Second, Argani adds, “almost 20 percent of the time, the excision reveals that the noninvasive DCIS that the core needle biopsy caught is actually accompanied by invasive breast cancer. So you have to receptor-test the invasive cancer that the core biopsy missed. That means the testing of the core biopsy with DCIS was useless.”

Third, when the surgical excision contains DCIS alone (as it does about 80% of the time) and the core biopsy result was negative, most physicians would recommend retesting of the DCIS in the surgically excised specimen since hormone receptor expression can be heterogeneous and a small biopsy could miss a positive area.

While hormone-blocking therapy specifically for receptor-positive DCIS can modestly lower the chance of tumor recurrence, prior studies have shown that therapy ultimately has no effect on a patient’s survival. Plus, hormone-disabling medications like tamoxifen carry side effects, including a higher than usual risk of blood clots.

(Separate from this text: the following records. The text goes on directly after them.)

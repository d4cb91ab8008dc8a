//! Interrupt driven AFSK modulator for APRS packets.
//!
//! This module provides the [`AprsDriver`] struct, which turns a GPS fix and a
//! telemetry snapshot into an AX.25 frame and then plays it out as Bell 202
//! audio (1200 Hz mark, 2200 Hz space) through a PWM channel, one pulse width
//! per [`tick()`](AprsDriver::tick).
//!
//! The driver is independent of the platform's clocks, provided that `tick()`
//! is called once per PWM period and the PWM period matches
//! [`AfskConfig::ticks_per_symbol`] ticks per 1/1200 s.
//!
//! ## Transmission phases
//!
//! | Mode                         | Output                                           |
//! |------------------------------|--------------------------------------------------|
//! | [`Idle`](AfskMode::Idle)     | nothing, tick source disabled                    |
//! | [`WarmingUp`](AfskMode::WarmingUp) | minimum pulse width, lets the PA settle    |
//! | [`CancelPrefix`](AfskMode::CancelPrefix) | mark tone, flushes receivers        |
//! | [`Streaming`](AfskMode::Streaming) | the encoded bitstream                      |
//!
//! Tone changes are phase continuous: when the tone switches, the incoming
//! oscillator is re-phased so that it continues at the same amplitude and with
//! the same slope direction as the outgoing one.
//!
//! ## Example
//!
//! ```rust
//! use aprs_afsk::driver::{AfskConfig, AprsDriver};
//! use aprs_afsk::payload::{GpsData, GpsDataSource, Telemetry};
//! use aprs_afsk::transmitter::TransmitterControl;
//! use aprs_afsk::trig::LibmTrig;
//!
//! struct Board;
//!
//! impl TransmitterControl for Board {
//!     fn enable_power(&mut self) {}
//!     fn disable_power(&mut self) {}
//!     fn enable_tick(&mut self) {}
//!     fn disable_tick(&mut self) {}
//!     fn set_pulse_width(&mut self, _width: u16) {}
//!     fn clear_interrupt(&mut self) {}
//! }
//!
//! let mut driver = AprsDriver::new(Board, LibmTrig, AfskConfig::default()).unwrap();
//! driver
//!     .send_aprs_message(GpsDataSource::PRIMARY, &GpsData::default(), &Telemetry::default())
//!     .unwrap();
//! while driver.is_sending() {
//!     driver.tick(); // Normally the PWM timer interrupt
//! }
//! assert_eq!(driver.transmissions_completed, 1);
//! ```
//!
//! For timer and tick scheduling helpers, see [`crate::timer`].

use core::convert::Infallible;
use core::f32::consts::TAU;

use heapless::String;

use crate::ax25::{CALLSIGN_SOURCE, Callsign, FrameConfig, generate_message};
use crate::consts::{
    AFSK_BAUD, APRS_BITSTREAM_MAX_LEN, APRS_PAYLOAD_LEN,
    LEADING_ONES_COUNT_TO_CANCEL_PREVIOUS_PACKET, LEADING_WARMUP_AMPLITUDE_DC_PULSES_COUNT,
    MARK_FREQUENCY_HZ, PWM_MIN_PULSE_WIDTH, PWM_PERIOD, PWM_PULSES_PER_SYMBOL, PWM_STEP_SIZE,
    SPACE_FREQUENCY_HZ,
};
use crate::encoding::{BitBuffer, BitstreamPos};
use crate::error::AprsError;
use crate::payload::{GpsData, GpsDataSource, PositionReport, Telemetry};
use crate::transmitter::TransmitterControl;
use crate::trig::Trig;
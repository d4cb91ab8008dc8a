use crate::consts::FCS_POLYNOMIAL;

/// Feeds a single bit (LSB first order) into a CRC-16/X.25 accumulator.
pub(crate) fn crc_x25_update_bit(crc: u16, bit: bool) -> u16 {
    let shift_bit = crc & 0x0001 != 0;
    let crc = crc >> 1;
    if shift_bit != bit {
        crc ^ FCS_POLYNOMIAL
    } else {
        crc
    }
}

#[cfg(test)]
pub(crate) fn crc_x25_update(crc: u16, data: &u8) -> u16 {
    (0..8).fold(crc, |crc, i| crc_x25_update_bit(crc, (*data >> i) & 1 != 0))
}

#[cfg(test)]
mod tests {
    use super::*;
    use crate::consts::{FCS_GOOD_RESIDUE, FCS_INITIAL_VALUE, FCS_POST_PROCESSING_XOR_VALUE};

    #[test]
    fn test_check_value() {
        // CRC-16/X.25 catalogue check value for "123456789"
        let crc = b"123456789"
            .iter()
            .fold(FCS_INITIAL_VALUE, |crc, b| crc_x25_update(crc, b));
        assert_eq!(crc ^ FCS_POST_PROCESSING_XOR_VALUE, 0x906e);
    }

    #[test]
    fn test_appended_fcs_leaves_good_residue() {
        let data = b"HABHAB WIDE1";
        let fcs = data
            .iter()
            .fold(FCS_INITIAL_VALUE, |crc, b| crc_x25_update(crc, b))
            ^ FCS_POST_PROCESSING_XOR_VALUE;
        let residue = data
            .iter()
            .chain([(fcs & 0xff) as u8, (fcs >> 8) as u8].iter())
            .fold(FCS_INITIAL_VALUE, |crc, b| crc_x25_update(crc, b));
        assert_eq!(residue, FCS_GOOD_RESIDUE);
    }
}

“Two-thirds of our DCIS study patients did not receive hormone therapy,” Argani says, “even after excision confirmed their hormone-receptor positive DCIS status. So analyzing their needle biopsies or surgical excisions for receptors would have clearly been unnecessary for them.”

Today, approximately one woman gets a DCIS diagnosis for every four women diagnosed with invasive breast cancer, the National Cancer Institute reports. Fortunately, for DCIS — a Stage 0 cancer — the outlook is good. The 10-year survival rate for women after a lumpectomy is 96 to 98 percent, apparently regardless of other treatment. The average age of discovery is in the mid-50s.

In the Hopkins study, unnecessary early receptor analysis cost about $140.00 per patient for preparing a trustworthy stained slide and for the pathologist’s study of it.

“Extrapolating that to the roughly 60,000 U.S. patients diagnosed with DCIS yearly puts the cost at about $8.5 million,” Argani adds. “The unnecessary cost of automatically testing DCIS in excisions when the information is not used is $26.5 million, which adds up to $35 million dollars per year in the U.S.”

The millions saved could save 9,000 children and adults from dying of malaria worldwide, the study authors say, or provide 61,000 hungry American families a year’s food.